[Recorded information — start]
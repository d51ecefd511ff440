//! Dotwright Core Types and Definitions
//!
//! This crate provides the foundational types for building Graphviz DOT
//! documents. It includes:
//!
//! - **Identifiers**: Document-scoped unique identifiers ([`identifier::Id`],
//!   [`identifier::IdRegistry`])
//! - **Sanitizing**: Escaping of free text and identifiers ([`sanitize`] module)
//! - **Geometry**: The point type used by positional attributes ([`geometry::Point`])
//! - **Colors**: X11 color names and explicit RGB(A) values ([`color::Color`])
//! - **Kinds**: The closed enumerations accepted by DOT attributes ([`kinds`] module)
//! - **Attributes**: Typed attribute values and their rendering ([`attribute`] module)
//! - **Attribute sets**: Entity-scoped, typed setter surfaces ([`attribute_set`] module)

pub mod attribute;
pub mod attribute_set;
pub mod color;
pub mod geometry;
pub mod identifier;
pub mod kinds;
pub mod sanitize;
[Recorded information — finish]
[Work item]: Extract all of the data exactly as written.

[Written response]:
repository d51ecefd511ff440
//! Dotwright Core Types and Definitions
//!
//! This crate provides the foundational types for building Graphviz DOT
//! documents. It includes:
//!
//! - **Identifiers**: Document-scoped unique identifiers ([`identifier::Id`],
//!   [`identifier::IdRegistry`])
//! - **Sanitizing**: Escaping of free text and identifiers ([`sanitize`] module)
//! - **Geometry**: The point type used by positional attributes ([`geometry::Point`])
//! - **Colors**: X11 color names and explicit RGB(A) values ([`color::Color`])
//! - **Kinds**: The closed enumerations accepted by DOT attributes ([`kinds`] module)
//! - **Attributes**: Typed attribute values and their rendering ([`attribute`] module)
//! - **Attribute sets**: Entity-scoped, typed setter surfaces ([`attribute_set`] module)

pub mod attribute;
pub mod attribute_set;
pub mod color;
pub mod geometry;
pub mod identifier;
pub mod kinds;
pub mod sanitize;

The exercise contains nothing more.